Monkeypox is caused by a virus (monkeypox virus) and causes disease with fever and rash. The disease is known to be transmitted from animals to humans in some African countries. In the current outbreak (discovered in May 2022), we see transmission between people via close contact with blisters, body fluids and droplets. Sexual contact with an infected person involves an increased risk of becoming infected and is the most common mode of transmission in the ongoing outbreak, which so far has mainly affected men. Kissing can also pose a transmission risk. For droplet transmission to occur, close contact over a longer period of time (hours) is usually required.

How long can you be infected before developing symptoms?

The time from infection until symptoms appear is 5-21 days (usually 6-13 days).

What are the symptoms of monkeypox?

The first symptoms are usually fever, fatigue and headache. Muscle aches and stiffness are common. Some people may develop swollen lymph nodes, with an itchy and / or painful rash developing at the same time or after a few days. The rash develops into blisters, which crust over to form scabs that eventually fall off. Scarring can occur.

In the ongoing outbreak (discovered in May 2022), for many the rash began around the genitals and in the buttock and rectal region. The rash can also begin on the face or in the mouth and can spread to the rest of the body and may then resemble chickenpox. Some also have rashes in the palms and soles of the feet.
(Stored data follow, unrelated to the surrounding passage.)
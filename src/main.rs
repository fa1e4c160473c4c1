use std::process::ExitCode;

use clap::Parser;
use tracing_subscriber::EnvFilter;

use craftcli::cli::{Cli, Commands, ConfigCommands, LoaderCommands, UserCommands};
use craftcli::commands::{config as config_cmd, instances, loaders, users, versions};
use craftcli::core::config::LauncherConfig;
use craftcli::core::error::LauncherResult;

#[tokio::main]
async fn main() -> ExitCode {
    // Initialize structured logging
    tracing_subscriber::fmt()
        .with_env_filter(
            EnvFilter::try_from_default_env()
                .unwrap_or_else(|_| EnvFilter::new("warn,craftcli=info")),
        )
        .init();

    let cli = Cli::parse();

    match dispatch(cli).await {
        Ok(()) => ExitCode::SUCCESS,
        Err(e) => {
            eprintln!("Error: {}", e);
            ExitCode::FAILURE
        }
    }
}

async fn dispatch(cli: Cli) -> LauncherResult<()> {
    let mut config = LauncherConfig::load();
    let root = config.resolve_root(cli.root.as_deref());

    match cli.command {
        Commands::Versions { snapshots } => versions::run_versions(snapshots, &config).await,

        Commands::Install { version, name } => {
            instances::run_install(&version, name.as_deref(), &root, &config).await
        }

        Commands::List => instances::run_list(&root).await,

        Commands::Launch { game, user } => {
            instances::run_launch(&game, user.as_deref(), &root, &config).await
        }

        Commands::Delete { game } => instances::run_delete(&game, &root).await,

        Commands::Loader(command) => match command {
            LoaderCommands::Versions {
                loader,
                game_version,
            } => loaders::run_loader_versions(&loader, &game_version).await,
            LoaderCommands::Install {
                loader,
                game,
                loader_version,
            } => {
                loaders::run_loader_install(
                    &loader,
                    &game,
                    loader_version.as_deref(),
                    &root,
                    &config,
                )
                .await
            }
            LoaderCommands::Status { game } => loaders::run_loader_status(&game, &root).await,
            LoaderCommands::Remove { game } => loaders::run_loader_remove(&game, &root).await,
        },

        Commands::Users(command) => match command {
            UserCommands::Add { name, uuid } => {
                users::run_user_add(&name, uuid.as_deref(), &mut config)
            }
            UserCommands::List => users::run_user_list(&config),
            UserCommands::Remove { name } => users::run_user_remove(&name, &mut config),
        },

        Commands::Config(command) => match command {
            ConfigCommands::Mirror { mirror } => config_cmd::run_set_mirror(&mirror, &mut config),
            ConfigCommands::Java { path } => config_cmd::run_set_java(&path, &mut config),
            ConfigCommands::AddRoot { path } => config_cmd::run_add_root(&path, &mut config),
            ConfigCommands::Roots => config_cmd::run_list_roots(&config),
        },
    }
}
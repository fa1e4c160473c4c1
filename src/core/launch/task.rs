// ─── Launch Task ───
// Brings an instance to launch readiness and spawns the game process:
// reconcile assets and libraries, extract natives, write the logging
// override, build the launch context, assemble the argument vector, and
// hand the command to the child process with inherited stdio.

use std::path::{Path, PathBuf};
use std::process::ExitStatus;

use tracing::{debug, info, warn};

use crate::core::error::{LauncherError, LauncherResult};
use crate::core::fetch::planner::{plan_assets, plan_libraries, FetchPlan};
use crate::core::fetch::queue::DownloadQueue;
use crate::core::instance::{self, GameSettings};
use crate::core::launch::args::{build_classpath, build_command_line};
use crate::core::launch::context::LaunchContext;
use crate::core::mirror::Mirror;
use crate::core::natives::extract_natives;
use crate::core::platform::{self, Platform};
use crate::core::rules::RuleContext;
use crate::core::users::User;
use crate::core::version::{effective_manifest, VersionManifest};

const LAUNCHER_NAME: &str = "CraftCLI";
const LAUNCHER_VERSION: &str = env!("CARGO_PKG_VERSION");
const MAX_PARALLEL: usize = 16;

/// Logging configuration written next to the instance before every
/// launch, overriding whatever the manifest references.
const LOG4J2_CONFIG: &str = include_str!("log4j2.xml");

/// Everything launch assembly needs, resolved by the caller. The core
/// never reads config stores itself.
pub struct LaunchOptions {
    pub root: PathBuf,
    pub game: String,
    pub user: User,
    pub settings: GameSettings,
    pub mirror: Mirror,
    pub default_java: Option<PathBuf>,
}

/// Run the full launch pipeline and block until the game exits.
pub async fn launch(
    client: &reqwest::Client,
    opts: &LaunchOptions,
) -> LauncherResult<ExitStatus> {
    let source = instance::load_manifest(&opts.root, &opts.game).await?;
    let manifest = effective_manifest(&source);

    let platform = Platform::current();
    let rule_ctx = RuleContext::from_platform(&platform);

    // Reconcile assets and libraries against the manifest before every
    // launch; a clean install is a no-op here.
    let mut plan = FetchPlan::default();
    if let Some(index_ref) = &manifest.asset_index {
        let assets = plan_assets(
            client,
            &index_ref.url,
            &index_ref.id,
            &opts.root,
            opts.mirror,
        )
        .await?;
        plan.tasks.extend(assets.tasks);
        plan.total_bytes += assets.total_bytes;
    }
    let libraries = plan_libraries(&manifest, &opts.root, opts.mirror, &rule_ctx).await?;
    plan.tasks.extend(libraries.tasks);
    plan.total_bytes += libraries.total_bytes;

    if !plan.tasks.is_empty() {
        info!("Fetching {} missing artifacts before launch", plan.tasks.len());
        let queue = DownloadQueue::new(client.clone(), MAX_PARALLEL, Some(plan.total_bytes));
        for task in plan.tasks.drain(..) {
            queue.add_task(task);
        }
        queue.wait().await?;
    }

    info!("Extracting natives");
    let natives_dir = instance::natives_dir(&opts.root, &opts.game, &platform);
    extract_natives(&manifest, &platform, &opts.root.join("libraries"), &natives_dir).await?;

    let log4j2_path = write_logging_config(&opts.root, &opts.game).await?;

    let classpath = build_classpath(&manifest, &opts.root, &opts.game, &rule_ctx);
    let ctx = build_launch_context(opts, &manifest, &natives_dir, &classpath);

    let mut cmd = fixed_jvm_args(&opts.settings);
    if let Some(logging_arg) = manifest
        .logging
        .as_ref()
        .and_then(|l| l.client.as_ref())
        .map(|c| c.argument.clone())
    {
        cmd.push(logging_arg.replace("${path}", &log4j2_path.to_string_lossy()));
    }
    cmd.push(format!(
        "-Dminecraft.client.jar={}",
        instance::client_jar_path(&opts.root, &opts.game).to_string_lossy()
    ));
    cmd.extend(build_command_line(&manifest, &ctx, &rule_ctx)?);

    let java_bin = resolve_java(&opts.settings, opts.default_java.as_deref());
    let cwd = working_dir(opts);

    info!("Launching {} with {:?}", opts.game, java_bin);
    debug!("Arguments: {:?}", cmd);

    let mut child = std::process::Command::new(&java_bin)
        .args(&cmd)
        .current_dir(&cwd)
        .spawn()
        .map_err(|e| LauncherError::JavaExecution(e.to_string()))?;

    let status = child
        .wait()
        .map_err(|e| LauncherError::JavaExecution(e.to_string()))?;

    if !status.success() {
        report_abnormal_exit(&status, &java_bin, &manifest);
    }

    Ok(status)
}

/// Fixed JVM flags every launch gets, memory sizing first.
fn fixed_jvm_args(settings: &GameSettings) -> Vec<String> {
    vec![
        format!("-Xmn{}", settings.ram.min),
        format!("-Xmx{}", settings.ram.max),
        "-XX:+UnlockExperimentalVMOptions".into(),
        "-XX:+UseG1GC".into(),
        "-XX:G1NewSizePercent=20".into(),
        "-XX:G1ReservePercent=20".into(),
        "-XX:MaxGCPauseMillis=50".into(),
        "-XX:G1HeapRegionSize=32m".into(),
        "-XX:-UseAdaptiveSizePolicy".into(),
        "-XX:-OmitStackTraceInFastThrow".into(),
        "-XX:-DontCompileHugeMethods".into(),
        "-Dfml.ignoreInvalidMinecraftCertificates=true".into(),
        "-Dlog4j2.formatMsgNoLookups=true".into(),
    ]
}

fn build_launch_context(
    opts: &LaunchOptions,
    manifest: &VersionManifest,
    natives_dir: &Path,
    classpath: &str,
) -> LaunchContext {
    let mut ctx = LaunchContext::new();

    let version_name = manifest.id.clone().unwrap_or_else(|| opts.game.clone());
    ctx.set("version_name", version_name);
    ctx.set(
        "version_type",
        format!("{} v{}", LAUNCHER_NAME, LAUNCHER_VERSION),
    );
    ctx.set("game_directory", working_dir(opts).to_string_lossy());
    ctx.set(
        "library_directory",
        opts.root.join("libraries").to_string_lossy(),
    );
    ctx.set("classpath_separator", platform::classpath_separator());
    ctx.set("assets_root", opts.root.join("assets").to_string_lossy());
    ctx.set(
        "assets_index_name",
        manifest.assets.clone().unwrap_or_else(|| "legacy".into()),
    );
    ctx.set("natives_directory", natives_dir.to_string_lossy());
    ctx.set("launcher_name", LAUNCHER_NAME);
    ctx.set("launcher_version", LAUNCHER_VERSION);
    ctx.set("classpath", classpath);
    ctx.set("resolution_width", opts.settings.size.width.to_string());
    ctx.set("resolution_height", opts.settings.size.height.to_string());

    ctx.set("auth_player_name", opts.user.name.clone());
    ctx.set("auth_uuid", opts.user.uuid.clone());
    ctx.set(
        "auth_access_token",
        opts.user.access_token.clone().unwrap_or_else(|| "0".into()),
    );
    ctx.set("user_properties", "{}");
    ctx.set("user_type", "msa");

    ctx
}

/// Isolated instances run inside their own version directory.
fn working_dir(opts: &LaunchOptions) -> PathBuf {
    if opts.settings.isolated {
        instance::version_dir(&opts.root, &opts.game)
    } else {
        opts.root.clone()
    }
}

/// Java binary precedence: instance settings, then launcher default,
/// then whatever `java` resolves to on PATH.
fn resolve_java(settings: &GameSettings, default_java: Option<&Path>) -> PathBuf {
    settings
        .java
        .clone()
        .or_else(|| default_java.map(Path::to_path_buf))
        .unwrap_or_else(|| PathBuf::from("java"))
}

async fn write_logging_config(root: &Path, game: &str) -> LauncherResult<PathBuf> {
    let path = instance::version_dir(root, game).join("log4j2-craftcli.xml");
    tokio::fs::write(&path, LOG4J2_CONFIG)
        .await
        .map_err(|source| LauncherError::Io {
            path: path.clone(),
            source,
        })?;
    Ok(path)
}

/// Advisory diagnostics on a non-zero child exit: report the exit code,
/// the runtime's own version banner, and the manifest's recommendation.
fn report_abnormal_exit(status: &ExitStatus, java_bin: &Path, manifest: &VersionManifest) {
    warn!("Game exited abnormally: {}", status);
    eprintln!("---");
    eprintln!("exit status: {}", status);

    match std::process::Command::new(java_bin).arg("--version").output() {
        Ok(output) => {
            let banner = String::from_utf8_lossy(&output.stdout);
            eprintln!("java runtime:\n{}", banner.trim_end());
        }
        Err(e) => eprintln!("could not query java version: {}", e),
    }

    if let Some(java_version) = &manifest.java_version {
        eprintln!(
            "recommended java version for this game: {}",
            java_version.major_version
        );
    }
}

#[cfg(test)]
mod tests {
    use super::*;
    use crate::core::instance::{RamSettings, WindowSize};

    fn options(root: &Path) -> LaunchOptions {
        LaunchOptions {
            root: root.to_path_buf(),
            game: "test-game".into(),
            user: User::offline("Steve"),
            settings: GameSettings::default(),
            mirror: Mirror::Official,
            default_java: None,
        }
    }

    #[test]
    fn fixed_jvm_args_lead_with_memory_sizing() {
        let settings = GameSettings {
            ram: RamSettings {
                min: "2G".into(),
                max: "8G".into(),
            },
            ..GameSettings::default()
        };
        let args = fixed_jvm_args(&settings);
        assert_eq!(args[0], "-Xmn2G");
        assert_eq!(args[1], "-Xmx8G");
        assert!(args.contains(&"-Dlog4j2.formatMsgNoLookups=true".to_string()));
    }

    #[test]
    fn java_resolution_prefers_instance_settings() {
        let mut settings = GameSettings::default();
        settings.java = Some(PathBuf::from("/opt/jdk21/bin/java"));
        assert_eq!(
            resolve_java(&settings, Some(Path::new("/usr/bin/java"))),
            PathBuf::from("/opt/jdk21/bin/java")
        );

        settings.java = None;
        assert_eq!(
            resolve_java(&settings, Some(Path::new("/usr/bin/java"))),
            PathBuf::from("/usr/bin/java")
        );
        assert_eq!(resolve_java(&settings, None), PathBuf::from("java"));
    }

    #[test]
    fn isolated_instances_switch_the_working_directory() {
        let root = tempfile::tempdir().unwrap();
        let mut opts = options(root.path());
        assert_eq!(working_dir(&opts), root.path());

        opts.settings.isolated = true;
        assert_eq!(
            working_dir(&opts),
            root.path().join("versions").join("test-game")
        );
    }

    #[test]
    fn launch_context_exposes_auth_and_layout_entries() {
        let root = tempfile::tempdir().unwrap();
        let opts = options(root.path());
        let manifest: VersionManifest = serde_json::from_value(serde_json::json!({
            "id": "1.21.1",
            "assets": "17"
        }))
        .unwrap();

        let ctx = build_launch_context(
            &opts,
            &manifest,
            Path::new("/mc/natives-linux"),
            "a.jar:client.jar",
        );

        assert_eq!(ctx.get("version_name"), Some("1.21.1"));
        assert_eq!(ctx.get("assets_index_name"), Some("17"));
        assert_eq!(ctx.get("auth_player_name"), Some("Steve"));
        assert_eq!(ctx.get("auth_access_token"), Some("0"));
        assert_eq!(ctx.get("classpath"), Some("a.jar:client.jar"));
        assert_eq!(ctx.get("natives_directory"), Some("/mc/natives-linux"));
    }

    #[tokio::test]
    async fn logging_config_lands_next_to_the_instance() {
        let root = tempfile::tempdir().unwrap();
        std::fs::create_dir_all(instance::version_dir(root.path(), "g")).unwrap();

        let path = write_logging_config(root.path(), "g").await.unwrap();
        assert!(path.ends_with("log4j2-craftcli.xml"));
        let content = std::fs::read_to_string(&path).unwrap();
        assert!(content.contains("<Configuration"));
    }
}
use async_trait::async_trait;
use serde::{Deserialize, Serialize};

use crate::core::error::{LauncherError, LauncherResult};
use crate::core::version::VersionManifest;

use super::{
    context::InstallContext, fabric::FabricInstaller, forge::ForgeInstaller,
    neoforge::NeoForgeInstaller, quilt::QuiltInstaller,
};

/// Supported mod loaders — strongly typed, no magic strings.
#[derive(Debug, Clone, Copy, Serialize, Deserialize, PartialEq, Eq)]
#[serde(rename_all = "lowercase")]
pub enum LoaderKind {
    Fabric,
    Quilt,
    Forge,
    NeoForged,
}

impl std::fmt::Display for LoaderKind {
    fn fmt(&self, f: &mut std::fmt::Formatter<'_>) -> std::fmt::Result {
        match self {
            LoaderKind::Fabric => write!(f, "fabric"),
            LoaderKind::Quilt => write!(f, "quilt"),
            LoaderKind::Forge => write!(f, "forge"),
            LoaderKind::NeoForged => write!(f, "neoforged"),
        }
    }
}

impl std::str::FromStr for LoaderKind {
    type Err = LauncherError;

    fn from_str(s: &str) -> Result<Self, Self::Err> {
        match s.to_ascii_lowercase().as_str() {
            "fabric" => Ok(LoaderKind::Fabric),
            "quilt" => Ok(LoaderKind::Quilt),
            "forge" => Ok(LoaderKind::Forge),
            "neoforged" | "neoforge" => Ok(LoaderKind::NeoForged),
            other => Err(LauncherError::Loader(format!("unknown loader: {}", other))),
        }
    }
}

/// One installable loader build for a specific game version.
#[derive(Debug, Clone)]
pub struct InstallerEntry {
    pub version: String,
    pub mc_version: String,
    pub url: Option<String>,
}

#[async_trait]
pub trait LoaderInstaller: Send + Sync {
    /// Installable loader builds for `game_version`, or `None` when the
    /// loader does not support that game version at all.
    async fn list_versions(
        &self,
        game_version: &str,
    ) -> LauncherResult<Option<Vec<InstallerEntry>>>;

    /// Layer this loader onto the instance as a manifest patch and fetch
    /// the libraries it adds.
    async fn install(&self, entry: &InstallerEntry, ctx: InstallContext<'_>)
        -> LauncherResult<()>;
}

/// Dispatcher without `Box<dyn>`.
pub enum Installer {
    Fabric(FabricInstaller),
    Quilt(QuiltInstaller),
    Forge(ForgeInstaller),
    NeoForged(NeoForgeInstaller),
}

impl Installer {
    pub fn new(kind: LoaderKind, client: reqwest::Client) -> Self {
        match kind {
            LoaderKind::Fabric => Self::Fabric(FabricInstaller::new(client)),
            LoaderKind::Quilt => Self::Quilt(QuiltInstaller::new(client)),
            LoaderKind::Forge => Self::Forge(ForgeInstaller::new(client)),
            LoaderKind::NeoForged => Self::NeoForged(NeoForgeInstaller::new(client)),
        }
    }

    pub async fn list_versions(
        &self,
        game_version: &str,
    ) -> LauncherResult<Option<Vec<InstallerEntry>>> {
        match self {
            Installer::Fabric(i) => i.list_versions(game_version).await,
            Installer::Quilt(i) => i.list_versions(game_version).await,
            Installer::Forge(i) => i.list_versions(game_version).await,
            Installer::NeoForged(i) => i.list_versions(game_version).await,
        }
    }

    pub async fn install(
        &self,
        entry: &InstallerEntry,
        ctx: InstallContext<'_>,
    ) -> LauncherResult<()> {
        match self {
            Installer::Fabric(i) => i.install(entry, ctx).await,
            Installer::Quilt(i) => i.install(entry, ctx).await,
            Installer::Forge(i) => i.install(entry, ctx).await,
            Installer::NeoForged(i) => i.install(entry, ctx).await,
        }
    }
}

/// Heuristic loader detection from an effective manifest.
pub fn detect_loader(manifest: &VersionManifest) -> Option<LoaderKind> {
    let main_class = manifest.main_class.as_deref().unwrap_or_default();
    if main_class.contains("fabricmc") {
        return Some(LoaderKind::Fabric);
    }
    if main_class.contains("quiltmc") {
        return Some(LoaderKind::Quilt);
    }

    let game_args: Vec<String> = manifest
        .arguments
        .as_ref()
        .map(|args| {
            args.game
                .iter()
                .filter_map(|entry| match entry {
                    crate::core::version::schema::ArgumentEntry::Plain(s) => Some(s.clone()),
                    _ => None,
                })
                .collect()
        })
        .unwrap_or_default();

    if game_args.iter().any(|a| a == "neoforgeclient") {
        return Some(LoaderKind::NeoForged);
    }
    if game_args.iter().any(|a| a == "forgeclient") {
        return Some(LoaderKind::Forge);
    }

    None
}

/// The installed version recorded in a loader's patch, if present.
pub fn installed_patch_version(manifest: &VersionManifest, kind: LoaderKind) -> Option<String> {
    manifest
        .patches
        .iter()
        .find(|p| p.id == kind.to_string())
        .and_then(|p| p.version.clone())
}

/// Drop a loader's patch from the source manifest. Errors when no patch
/// with that id exists.
pub fn remove_patch(manifest: &mut VersionManifest, kind: LoaderKind) -> LauncherResult<()> {
    let id = kind.to_string();
    let before = manifest.patches.len();
    manifest.patches.retain(|p| p.id != id);
    if manifest.patches.len() == before {
        return Err(LauncherError::Loader(format!(
            "no {} patch installed on this instance",
            id
        )));
    }
    Ok(())
}

#[cfg(test)]
mod tests {
    use super::*;

    fn manifest(value: serde_json::Value) -> VersionManifest {
        serde_json::from_value(value).unwrap()
    }

    #[test]
    fn loader_kind_parses_common_spellings() {
        assert_eq!("fabric".parse::<LoaderKind>().unwrap(), LoaderKind::Fabric);
        assert_eq!(
            "NeoForge".parse::<LoaderKind>().unwrap(),
            LoaderKind::NeoForged
        );
        assert!("rift".parse::<LoaderKind>().is_err());
    }

    #[test]
    fn detects_fabric_from_the_main_class() {
        let m = manifest(serde_json::json!({
            "mainClass": "net.fabricmc.loader.impl.launch.knot.KnotClient"
        }));
        assert_eq!(detect_loader(&m), Some(LoaderKind::Fabric));
    }

    #[test]
    fn detects_forge_from_game_arguments() {
        let m = manifest(serde_json::json!({
            "mainClass": "cpw.mods.bootstraplauncher.BootstrapLauncher",
            "arguments": {"game": ["--launchTarget", "forgeclient"]}
        }));
        assert_eq!(detect_loader(&m), Some(LoaderKind::Forge));
    }

    #[test]
    fn vanilla_detects_nothing() {
        let m = manifest(serde_json::json!({
            "mainClass": "net.minecraft.client.main.Main"
        }));
        assert_eq!(detect_loader(&m), None);
    }

    #[test]
    fn remove_patch_requires_an_installed_patch() {
        let mut m = manifest(serde_json::json!({
            "mainClass": "Main",
            "patches": [{"id": "fabric", "priority": 30000, "version": "0.16.10"}]
        }));

        assert_eq!(
            installed_patch_version(&m, LoaderKind::Fabric).as_deref(),
            Some("0.16.10")
        );
        remove_patch(&mut m, LoaderKind::Fabric).unwrap();
        assert!(m.patches.is_empty());
        assert!(remove_patch(&mut m, LoaderKind::Fabric).is_err());
    }
}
The rash can also be sparse, with just a few small blisters or sores, and may resemble herpes.

The disease course normally lasts 2 to 4 weeks. You are contagious from the start of symptoms until the scabs fall off and new skin has formed underneath (approximately 3 weeks).

Vaccine

There is a vaccine against smallpox that can provide protection against monkeypox. This is now approved in Europe for use against monkeypox. For the time being, we recommend this vaccine for preventive use only after an exposure to monkeypox (Post-exposure vaccination) to prevent disease or reduce its severity.

Do you suspect you may be infected?

Are you living in Norway and suspect that you might be infected? Call your doctor to arrange an appointment. Are you a tourist in Norway? Call the out-of-hours medical service on 116 117. Staying in Oslo? Call +47 21 80 21 82 (Koronatelefonen). Testing for monkeypox is free of charge.

History

15.07.2022: - Updated in terms of updated information from the Norwegian Food Safety Authority. In the event of suspicion of transmission to animals, contact a veterinarian, inform about the suspicion of monkeypox and notify the Norwegian Food Safety Authority.